▶ **Task goal**
Below are the entries to work from; restate word for word the portion that opens with the line containing "hard-delete obsolete policy." and closes with the line containing "table: &TableDef) -> Result<u64>;", keeping both.

▶ **Data supplied**
//! Database adapter contract
//!
//! The narrow capability interface the pipeline depends on. The reference
//! implementation targets PostgreSQL; alternative stores plug in by
//! implementing this trait without touching the core. No other database
//! access is permitted from the pipeline.

use std::fmt;
use std::path::Path;

use async_trait::async_trait;
use chrono::{DateTime, NaiveDate, Utc};
use uuid::Uuid;

use crate::error::Result;
use crate::model::{Dataset, LoadMode};
use crate::schema::TableDef;

/// One row of `py_load_uniprot_metadata`; the row with the newest
/// `load_timestamp` is the current release.
#[derive(Debug, Clone, PartialEq)]
pub struct ReleaseRecord {
    pub version: String,
    pub release_date: Option<NaiveDate>,
    pub load_timestamp: DateTime<Utc>,
    pub swissprot_entry_count: i64,
    pub trembl_entry_count: i64,
}

/// Terminal and non-terminal states of a `load_history` row.
#[derive(Debug, Clone, Copy, PartialEq, Eq)]
pub enum RunStatus {
    Running,
    Succeeded,
    Failed,
    Cancelled,
}

impl RunStatus {
    pub fn as_str(&self) -> &'static str {
        match self {
            RunStatus::Running => "running",
            RunStatus::Succeeded => "succeeded",
            RunStatus::Failed => "failed",
            RunStatus::Cancelled => "cancelled",
        }
    }
}

impl fmt::Display for RunStatus {
    fn fmt(&self, f: &mut fmt::Formatter<'_>) -> fmt::Result {
        f.write_str(self.as_str())
    }
}

/// One row of `load_history`, written at run start and closed at the end.
#[derive(Debug, Clone)]
pub struct RunRecord {
    pub run_id: Uuid,
    pub status: RunStatus,
    pub mode: LoadMode,
    pub dataset: Dataset,
    pub start_time: DateTime<Utc>,
}

impl RunRecord {
    pub fn started(run_id: Uuid, mode: LoadMode, dataset: Dataset) -> Self {
        Self {
            run_id,
            status: RunStatus::Running,
            mode,
            dataset,
            start_time: Utc::now(),
        }
    }
}

/// Capability contract between the pipeline and the target store.
///
/// Schema and table names are interpolated by implementations; callers
/// only ever pass catalog names and validated settings. `bulk_ingest`
/// must use the store's native bulk path; row-by-row insertion is a
/// contract violation, not an optimization choice.
#[async_trait]
pub trait DatabaseAdapter: Send + Sync {
    /// Verify the store is reachable before any state mutation.
    async fn ensure_connection(&self) -> Result<()>;

    /// Create a schema if absent; idempotent.
    async fn create_schema(&self, schema: &str) -> Result<()>;

    /// Drop a schema and everything in it; idempotent.
    async fn drop_schema(&self, schema: &str) -> Result<()>;

    async fn schema_exists(&self, schema: &str) -> Result<bool>;

    /// Create all catalog tables and their constraints; idempotent.
    async fn apply_table_definitions(&self, schema: &str, catalog: &[TableDef]) -> Result<()>;

    /// Stream a spool file into `schema.table` over the native bulk
    /// protocol, inside its own transaction. Returns the row count.
    async fn bulk_ingest(&self, schema: &str, table: &TableDef, spool: &Path) -> Result<u64>;

    /// Build the post-load indexes for the catalog.
    async fn create_indexes(&self, schema: &str, catalog: &[TableDef]) -> Result<()>;

    /// Refresh planner statistics for the schema.
    async fn analyze_schema(&self, schema: &str) -> Result<()>;

    /// Single-statement schema rename.
    async fn rename_schema(&self, from: &str, to: &str) -> Result<()>;

    /// Atomic cutover: rename production to `archive` (when production
    /// exists), rename staging to production and record the new release,
    /// all in one transaction. No intermediate state is observable.
    async fn commit_schema_swap(
        &self,
        production: &str,
        staging: &str,
        archive: &str,
        release: &ReleaseRecord,
    ) -> Result<()>;

    /// Insert-or-update production rows from staging on the table's
    /// primary key; all non-key columns are updatable. Idempotent.
    async fn upsert_from_staging(
        &self,
        staging: &str,
        production: &str,
        table: &TableDef,
    ) -> Result<u64>;

    /// Replace the per-protein row sets of a child table: delete all
    /// production rows whose protein appears in staging, then insert the
    /// staged rows. Idempotent.
    async fn replace_protein_scoped(
        &self,
        staging: &str,
        production: &str,
        table: &TableDef,
    ) -> Result<u64>;

    /// Remove production proteins whose accession is absent from staging.
    /// Only invoked under the hard-delete obsolete policy.
    async fn delete_missing_proteins(&self, staging: &str, production: &str) -> Result<u64>;

    /// Drop duplicate staged rows sharing a primary key, keeping one.
    /// Needed when several datasets load into the same staging schema.
    async fn deduplicate_staging(&self, schema: &str, table: &TableDef) -> Result<u64>;

    /// Current release row, or None when nothing has been loaded.
    async fn current_release(&self, schema: &str) -> Result<Option<ReleaseRecord>>;

    /// Insert or update a release row, marking it current.
    async fn write_release(&self, schema: &str, release: &ReleaseRecord) -> Result<()>;

    /// Insert the `load_history` row for a starting run.
    async fn insert_run(&self, schema: &str, run: &RunRecord) -> Result<()>;

    /// Close a `load_history` row with its terminal status.
    async fn finish_run(
        &self,
        schema: &str,
        run_id: Uuid,
        status: RunStatus,
        error: Option<&str>,
    ) -> Result<()>;
}

#[cfg(test)]
mod tests {
    use super::*;

    #[test]
    fn run_status_strings_match_history_values() {
        assert_eq!(RunStatus::Running.as_str(), "running");
        assert_eq!(RunStatus::Succeeded.as_str(), "succeeded");
        assert_eq!(RunStatus::Failed.as_str(), "failed");
        assert_eq!(RunStatus::Cancelled.as_str(), "cancelled");
    }

    #[test]
    fn started_run_is_running() {
        let run = RunRecord::started(Uuid::new_v4(), LoadMode::Full, Dataset::Swissprot);
        assert_eq!(run.status, RunStatus::Running);
    }
}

▶ **Solution for this exercise**
    /// Only invoked under the hard-delete obsolete policy.
    async fn delete_missing_proteins(&self, staging: &str, production: &str) -> Result<u64>;

    /// Drop duplicate staged rows sharing a primary key, keeping one.
    /// Needed when several datasets load into the same staging schema.
    async fn deduplicate_staging(&self, schema: &str, table: &TableDef) -> Result<u64>;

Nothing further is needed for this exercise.